#### DATA SUPPLIED

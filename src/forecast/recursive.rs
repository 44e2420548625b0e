//! Day-by-day forecasting that feeds each forecast back into the lag features.

use crate::core::CalendarRow;
use crate::error::{ForecastError, Result};
use crate::features::{FeatureRow, FeatureSpec, FeatureTable};
use crate::forecast::RunningHistory;
use crate::models::{ExogMatrix, FittedModel};
use chrono::{Duration, NaiveDate};
use serde::Serialize;
use tracing::debug;

/// Forecast for one day, on the original quantity scale.
#[derive(Debug, Clone, Copy, PartialEq, Serialize)]
pub struct ForecastPoint {
    pub date: NaiveDate,
    pub predicted_quantity: f64,
}

/// Recursive forecaster bound to one fitted model and one training table.
///
/// Each step reads lags and trailing means from the end of the running
/// history, asks the model for a one-step forecast, and appends a synthetic
/// row built from that forecast. Later steps therefore depend on earlier
/// forecasts, never on unseen actuals.
pub struct RecursiveForecaster<M> {
    model: M,
    spec: FeatureSpec,
    exog_names: Vec<String>,
    clip_threshold: f64,
    upper_bound: f64,
    history: RunningHistory,
}

impl<M: FittedModel> RecursiveForecaster<M> {
    /// Forecasts are clamped to `[0, clip_threshold × upper_multiplier]`.
    pub fn new(table: &FeatureTable, model: M, upper_multiplier: f64) -> Result<Self> {
        if table.is_empty() {
            return Err(ForecastError::EmptyData);
        }
        if !(upper_multiplier.is_finite() && upper_multiplier > 0.0) {
            return Err(ForecastError::InvalidParameter(format!(
                "upper multiplier must be positive, got {upper_multiplier}"
            )));
        }
        Ok(Self {
            model,
            spec: table.spec.clone(),
            exog_names: table.exog_names(),
            clip_threshold: table.clip_threshold,
            upper_bound: (table.clip_threshold * upper_multiplier).max(0.0),
            history: RunningHistory::from_table(table),
        })
    }

    pub fn history(&self) -> &RunningHistory {
        &self.history
    }

    /// Forecast the day after the current end of history.
    pub fn step(&mut self, date: NaiveDate, calendar: &CalendarRow) -> Result<ForecastPoint> {
        if let Some(last) = self.history.last_date() {
            let expected = last + Duration::days(1);
            if date != expected {
                return Err(ForecastError::InvalidParameter(format!(
                    "next forecast date must be {expected}, got {date}"
                )));
            }
        }

        let lags = self
            .spec
            .lags
            .iter()
            .map(|&k| self.history.lag(k))
            .collect::<Result<Vec<_>>>()?;
        let mas = self
            .spec
            .ma_windows
            .iter()
            .map(|&k| self.history.trailing_mean(k))
            .collect::<Result<Vec<_>>>()?;

        let row = self.spec.exog_row(calendar, &lags, &mas);
        let exog = ExogMatrix::from_rows(self.exog_names.clone(), &[row])?;
        let log_forecast = self
            .model
            .forecast(1, &exog)?
            .first()
            .copied()
            .ok_or_else(|| ForecastError::Numerical("model returned no forecast".into()))?;

        let raw = log_forecast.exp_m1();
        if !raw.is_finite() {
            return Err(ForecastError::Numerical(format!(
                "forecast for {date} is not finite"
            )));
        }
        let predicted = raw.clamp(0.0, self.upper_bound);
        let smoothed = predicted.min(self.clip_threshold);

        debug!(%date, log_forecast, predicted, history = self.history.len(), "recursive step");

        self.history.push(FeatureRow {
            date,
            quantity: predicted,
            smoothed,
            log_quantity: smoothed.ln_1p(),
            lags,
            mas,
            calendar: calendar.clone(),
        });

        Ok(ForecastPoint {
            date,
            predicted_quantity: predicted,
        })
    }

    /// Forecast every date in `horizon`, which must continue the history day by day.
    pub fn run(&mut self, horizon: &[(NaiveDate, CalendarRow)]) -> Result<Vec<ForecastPoint>> {
        horizon
            .iter()
            .map(|(date, calendar)| self.step(*date, calendar))
            .collect()
    }
}

/// Run a fresh recursive forecast over `horizon`.
pub fn forecast_horizon<M: FittedModel>(
    table: &FeatureTable,
    model: M,
    horizon: &[(NaiveDate, CalendarRow)],
    upper_multiplier: f64,
) -> Result<Vec<ForecastPoint>> {
    RecursiveForecaster::new(table, model, upper_multiplier)?.run(horizon)
}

########

EXERCISE OBJECTIVE: Print the records again, exactly as they stand above.

RESPONSE TO THE EXERCISE:
filename src/forecast/recursive.rs
repository 44e2420548625b0e
//! Day-by-day forecasting that feeds each forecast back into the lag features.

use crate::core::CalendarRow;
use crate::error::{ForecastError, Result};
use crate::features::{FeatureRow, FeatureSpec, FeatureTable};
use crate::forecast::RunningHistory;
use crate::models::{ExogMatrix, FittedModel};
use chrono::{Duration, NaiveDate};
use serde::Serialize;
use tracing::debug;

/// Forecast for one day, on the original quantity scale.
#[derive(Debug, Clone, Copy, PartialEq, Serialize)]
pub struct ForecastPoint {
    pub date: NaiveDate,
    pub predicted_quantity: f64,
}

/// Recursive forecaster bound to one fitted model and one training table.
///
/// Each step reads lags and trailing means from the end of the running
/// history, asks the model for a one-step forecast, and appends a synthetic
/// row built from that forecast. Later steps therefore depend on earlier
/// forecasts, never on unseen actuals.
pub struct RecursiveForecaster<M> {
    model: M,
    spec: FeatureSpec,
    exog_names: Vec<String>,
    clip_threshold: f64,
    upper_bound: f64,
    history: RunningHistory,
}

impl<M: FittedModel> RecursiveForecaster<M> {
    /// Forecasts are clamped to `[0, clip_threshold × upper_multiplier]`.
    pub fn new(table: &FeatureTable, model: M, upper_multiplier: f64) -> Result<Self> {
        if table.is_empty() {
            return Err(ForecastError::EmptyData);
        }
        if !(upper_multiplier.is_finite() && upper_multiplier > 0.0) {
            return Err(ForecastError::InvalidParameter(format!(
                "upper multiplier must be positive, got {upper_multiplier}"
            )));
        }
        Ok(Self {
            model,
            spec: table.spec.clone(),
            exog_names: table.exog_names(),
            clip_threshold: table.clip_threshold,
            upper_bound: (table.clip_threshold * upper_multiplier).max(0.0),
            history: RunningHistory::from_table(table),
        })
    }

    pub fn history(&self) -> &RunningHistory {
        &self.history
    }

    /// Forecast the day after the current end of history.
    pub fn step(&mut self, date: NaiveDate, calendar: &CalendarRow) -> Result<ForecastPoint> {
        if let Some(last) = self.history.last_date() {
            let expected = last + Duration::days(1);
            if date != expected {
                return Err(ForecastError::InvalidParameter(format!(
                    "next forecast date must be {expected}, got {date}"
                )));
            }
        }

        let lags = self
            .spec
            .lags
            .iter()
            .map(|&k| self.history.lag(k))
            .collect::<Result<Vec<_>>>()?;
        let mas = self
            .spec
            .ma_windows
            .iter()
            .map(|&k| self.history.trailing_mean(k))
            .collect::<Result<Vec<_>>>()?;

        let row = self.spec.exog_row(calendar, &lags, &mas);
        let exog = ExogMatrix::from_rows(self.exog_names.clone(), &[row])?;
        let log_forecast = self
            .model
            .forecast(1, &exog)?
            .first()
            .copied()
            .ok_or_else(|| ForecastError::Numerical("model returned no forecast".into()))?;

        let raw = log_forecast.exp_m1();
        if !raw.is_finite() {
            return Err(ForecastError::Numerical(format!(
                "forecast for {date} is not finite"
            )));
        }
        let predicted = raw.clamp(0.0, self.upper_bound);
        let smoothed = predicted.min(self.clip_threshold);

        debug!(%date, log_forecast, predicted, history = self.history.len(), "recursive step");

        self.history.push(FeatureRow {
            date,
            quantity: predicted,
            smoothed,
            log_quantity: smoothed.ln_1p(),
            lags,
            mas,
            calendar: calendar.clone(),
        });

        Ok(ForecastPoint {
            date,
            predicted_quantity: predicted,
        })
    }

    /// Forecast every date in `horizon`, which must continue the history day by day.
    pub fn run(&mut self, horizon: &[(NaiveDate, CalendarRow)]) -> Result<Vec<ForecastPoint>> {
        horizon
            .iter()
            .map(|(date, calendar)| self.step(*date, calendar))
            .collect()
    }
}

/// Run a fresh recursive forecast over `horizon`.
pub fn forecast_horizon<M: FittedModel>(
    table: &FeatureTable,
    model: M,
    horizon: &[(NaiveDate, CalendarRow)],
    upper_multiplier: f64,
) -> Result<Vec<ForecastPoint>> {
    RecursiveForecaster::new(table, model, upper_multiplier)?.run(horizon)
}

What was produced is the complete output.